[Task details] Print the listing below from its opening line through the line holding "let survey = diesel::insert_into(surveys::table)", both ends included.

── Data supplied ──

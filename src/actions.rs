use crate::cards::CardDir;
use crate::choices::QuestionType;
use crate::models::*;
use crate::schema::*;
use diesel::connection::SimpleConnection;
use diesel::pg::PgConnection;
use diesel::prelude::*;
use diesel::QueryResult;
use failure::Error;
use log::{debug, info, warn};
use uuid::Uuid;

/// Table definitions, safe to apply more than once.
pub const SCHEMA_SQL: &str = include_str!("../migrations/2020-10-18-000000_create_survey/up.sql");

pub fn install_schema(conn: &PgConnection) -> QueryResult<()> {
    conn.batch_execute(SCHEMA_SQL)
}

pub fn create_survey(conn: &PgConnection, new: &NewSurvey) -> Result<Survey, Error> {
    new.validate()?;
    let survey = diesel::insert_into(surveys::table)
        .values(new)
        .get_result::<Survey>(conn)?;
    info!("created survey {} ({})", survey.id, survey);
    Ok(survey)
}

pub fn get_survey(conn: &PgConnection, id: i32) -> QueryResult<Survey> {
    surveys::table.find(id).get_result(conn)
}

pub fn list_surveys(conn: &PgConnection) -> QueryResult<Vec<Survey>> {
    surveys::table.order(surveys::id).load(conn)
}

pub fn update_survey(conn: &PgConnection, id: i32, changes: &NewSurvey) -> Result<Survey, Error> {
    changes.validate()?;
    Ok(diesel::update(surveys::table.find(id))
        .set(changes)
        .get_result(conn)?)
}

/// Responses of the survey keep existing with their survey reference nulled.
pub fn delete_survey(conn: &PgConnection, id: i32) -> QueryResult<bool> {
    let n = diesel::delete(surveys::table.find(id)).execute(conn)?;
    if n > 0 {
        info!("deleted survey {}", id);
    }
    Ok(n > 0)
}

pub fn create_question(conn: &PgConnection, new: &NewQuestion) -> Result<Question, Error> {
    new.validate()?;
    let question = diesel::insert_into(questions::table)
        .values(new)
        .get_result::<Question>(conn)?;
    info!(
        "created question {} ({})",
        question.id, question.question_type
    );
    Ok(question)
}

pub fn get_question(conn: &PgConnection, id: i32) -> QueryResult<Question> {
    questions::table.find(id).get_result(conn)
}

pub fn list_questions(conn: &PgConnection) -> QueryResult<Vec<Question>> {
    questions::table.order(questions::id).load(conn)
}

pub fn update_question(
    conn: &PgConnection,
    id: i32,
    changes: &NewQuestion,
) -> Result<Question, Error> {
    changes.validate()?;
    Ok(diesel::update(questions::table.find(id))
        .set(changes)
        .get_result(conn)?)
}

/// Responses to the question keep existing with `q_id` nulled; its answer
/// links are dropped.
pub fn delete_question(conn: &PgConnection, id: i32) -> QueryResult<bool> {
    let n = diesel::delete(questions::table.find(id)).execute(conn)?;
    if n > 0 {
        info!("deleted question {}", id);
    }
    Ok(n > 0)
}

pub fn create_free_question(
    conn: &PgConnection,
    new: &NewFreeQuestion,
) -> Result<FreeQuestion, Error> {
    new.validate()?;
    let free = diesel::insert_into(free_questions::table)
        .values(new)
        .get_result::<FreeQuestion>(conn)?;
    info!("created free question {}", free.id);
    Ok(free)
}

pub fn get_free_question(conn: &PgConnection, id: i32) -> QueryResult<FreeQuestion> {
    free_questions::table.find(id).get_result(conn)
}

pub fn list_free_questions(conn: &PgConnection) -> QueryResult<Vec<FreeQuestion>> {
    free_questions::table.order(free_questions::id).load(conn)
}

pub fn update_free_question(
    conn: &PgConnection,
    id: i32,
    changes: &NewFreeQuestion,
) -> Result<FreeQuestion, Error> {
    changes.validate()?;
    Ok(diesel::update(free_questions::table.find(id))
        .set(changes)
        .get_result(conn)?)
}

pub fn delete_free_question(conn: &PgConnection, id: i32) -> QueryResult<bool> {
    let n = diesel::delete(free_questions::table.find(id)).execute(conn)?;
    if n > 0 {
        info!("deleted free question {}", id);
    }
    Ok(n > 0)
}

/// Creates an answer option and links it to `question_ids`.
pub fn create_answer(
    conn: &PgConnection,
    new: &NewAnswer,
    question_ids: &[i32],
) -> Result<Answer, Error> {
    new.validate()?;
    conn.transaction::<_, Error, _>(|| {
        let answer = diesel::insert_into(answers::table)
            .values(new)
            .get_result::<Answer>(conn)?;
        for &question_id in question_ids {
            link_answer_question(conn, answer.id, question_id)?;
        }
        info!(
            "created answer {} for {} question(s)",
            answer.id,
            question_ids.len()
        );
        Ok(answer)
    })
}

pub fn get_answer(conn: &PgConnection, id: i32) -> QueryResult<Answer> {
    answers::table.find(id).get_result(conn)
}

pub fn list_answers(conn: &PgConnection) -> QueryResult<Vec<Answer>> {
    answers::table.order(answers::id).load(conn)
}

pub fn update_answer(conn: &PgConnection, id: i32, changes: &NewAnswer) -> Result<Answer, Error> {
    changes.validate()?;
    Ok(diesel::update(answers::table.find(id))
        .set(changes)
        .get_result(conn)?)
}

pub fn delete_answer(conn: &PgConnection, id: i32) -> QueryResult<bool> {
    let n = diesel::delete(answers::table.find(id)).execute(conn)?;
    if n > 0 {
        info!("deleted answer {}", id);
    }
    Ok(n > 0)
}

/// Linking an already linked pair is a no-op.
pub fn link_answer_question(
    conn: &PgConnection,
    answer_id: i32,
    question_id: i32,
) -> QueryResult<()> {
    diesel::insert_into(answer_questions::table)
        .values(&AnswerQuestion {
            answer_id,
            question_id,
        })
        .on_conflict_do_nothing()
        .execute(conn)?;
    debug!("linked answer {} to question {}", answer_id, question_id);
    Ok(())
}

pub fn unlink_answer_question(
    conn: &PgConnection,
    answer_id: i32,
    question_id: i32,
) -> QueryResult<bool> {
    let n = diesel::delete(answer_questions::table.find((answer_id, question_id))).execute(conn)?;
    Ok(n > 0)
}

pub fn answers_for_question(conn: &PgConnection, question_id: i32) -> QueryResult<Vec<Answer>> {
    answers::table
        .inner_join(answer_questions::table)
        .filter(answer_questions::question_id.eq(question_id))
        .select(answers::all_columns)
        .order(answers::id)
        .load(conn)
}

pub fn questions_for_answer(conn: &PgConnection, answer_id: i32) -> QueryResult<Vec<Question>> {
    questions::table
        .inner_join(answer_questions::table)
        .filter(answer_questions::answer_id.eq(answer_id))
        .select(questions::all_columns)
        .order(questions::id)
        .load(conn)
}

/// Records a response with a fresh random id. The response row and its
/// selected answers are written in one transaction.
pub fn create_response(
    conn: &PgConnection,
    cards: &CardDir,
    form: &ResponseForm,
    answer_ids: &[i32],
) -> Result<Response, Error> {
    form.validate(cards)?;
    let id = Uuid::new_v4();
    conn.transaction::<_, Error, _>(|| {
        let response = diesel::insert_into(responses::table)
            .values(&form.with_id(id))
            .get_result::<Response>(conn)?;
        insert_response_answers(conn, id, answer_ids)?;
        if let (Some(q_id), true) = (form.q_id, answer_ids.len() > 1) {
            let question_type = questions::table
                .find(q_id)
                .select(questions::question_type)
                .get_result::<QuestionType>(conn)?;
            if !question_type.allows_many() {
                warn!(
                    "response {} selects {} answers for {} question {}",
                    id,
                    answer_ids.len(),
                    question_type,
                    q_id
                );
            }
        }
        info!(
            "recorded response {} with {} answer(s)",
            response.id,
            answer_ids.len()
        );
        Ok(response)
    })
}

pub fn get_response(conn: &PgConnection, id: Uuid) -> QueryResult<Response> {
    responses::table.find(id).get_result(conn)
}

/// All responses in insertion order.
pub fn list_responses(conn: &PgConnection) -> QueryResult<Vec<Response>> {
    responses::table
        .order((responses::timestamp, responses::id))
        .load(conn)
}

pub fn responses_for_survey(conn: &PgConnection, survey: &Survey) -> QueryResult<Vec<Response>> {
    Response::belonging_to(survey)
        .order((responses::timestamp, responses::id))
        .load(conn)
}

/// Replaces every writable field. The id and timestamp are never touched.
pub fn update_response(
    conn: &PgConnection,
    cards: &CardDir,
    id: Uuid,
    form: &ResponseForm,
) -> Result<Response, Error> {
    form.validate(cards)?;
    Ok(diesel::update(responses::table.find(id))
        .set(form)
        .get_result(conn)?)
}

pub fn delete_response(conn: &PgConnection, id: Uuid) -> QueryResult<bool> {
    let n = diesel::delete(responses::table.find(id)).execute(conn)?;
    if n > 0 {
        info!("deleted response {}", id);
    }
    Ok(n > 0)
}

/// Replaces the set of answers selected by a response.
pub fn set_response_answers(
    conn: &PgConnection,
    response_id: Uuid,
    answer_ids: &[i32],
) -> QueryResult<()> {
    conn.transaction(|| {
        diesel::delete(
            response_answers::table.filter(response_answers::response_id.eq(response_id)),
        )
        .execute(conn)?;
        insert_response_answers(conn, response_id, answer_ids)
    })
}

pub fn response_answers(conn: &PgConnection, response_id: Uuid) -> QueryResult<Vec<Answer>> {
    answers::table
        .inner_join(response_answers::table)
        .filter(response_answers::response_id.eq(response_id))
        .select(answers::all_columns)
        .order(answers::id)
        .load(conn)
}

fn insert_response_answers(
    conn: &PgConnection,
    response_id: Uuid,
    answer_ids: &[i32],
) -> QueryResult<()> {
    let rows = answer_ids
        .iter()
        .map(|&answer_id| ResponseAnswer {
            response_id,
            answer_id,
        })
        .collect::<Vec<_>>();
    if rows.is_empty() {
        return Ok(());
    }
    diesel::insert_into(response_answers::table)
        .values(&rows)
        .on_conflict_do_nothing()
        .execute(conn)?;
    Ok(())
}

/// Responses, optionally of one survey, with their selected answer ids.
pub fn export_responses(
    conn: &PgConnection,
    survey_id: Option<i32>,
) -> QueryResult<Vec<ResponseExport>> {
    let mut query = responses::table.into_boxed();
    if let Some(survey_id) = survey_id {
        query = query.filter(responses::survey_id.eq(survey_id));
    }
    let responses = query
        .order((responses::timestamp, responses::id))
        .load::<Response>(conn)?;
    let selected = ResponseAnswer::belonging_to(&responses)
        .order(response_answers::answer_id)
        .load::<ResponseAnswer>(conn)?
        .grouped_by(&responses);
    Ok(responses
        .into_iter()
        .zip(selected)
        .map(|(response, rows)| ResponseExport {
            response,
            answers: rows.into_iter().map(|r| r.answer_id).collect(),
        })
        .collect())
}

───

[Result for this exercise]
filename src/actions.rs
use crate::cards::CardDir;
use crate::choices::QuestionType;
use crate::models::*;
use crate::schema::*;
use diesel::connection::SimpleConnection;
use diesel::pg::PgConnection;
use diesel::prelude::*;
use diesel::QueryResult;
use failure::Error;
use log::{debug, info, warn};
use uuid::Uuid;

/// Table definitions, safe to apply more than once.
pub const SCHEMA_SQL: &str = include_str!("../migrations/2020-10-18-000000_create_survey/up.sql");

pub fn install_schema(conn: &PgConnection) -> QueryResult<()> {
    conn.batch_execute(SCHEMA_SQL)
}

pub fn create_survey(conn: &PgConnection, new: &NewSurvey) -> Result<Survey, Error> {
    new.validate()?;
    let survey = diesel::insert_into(surveys::table)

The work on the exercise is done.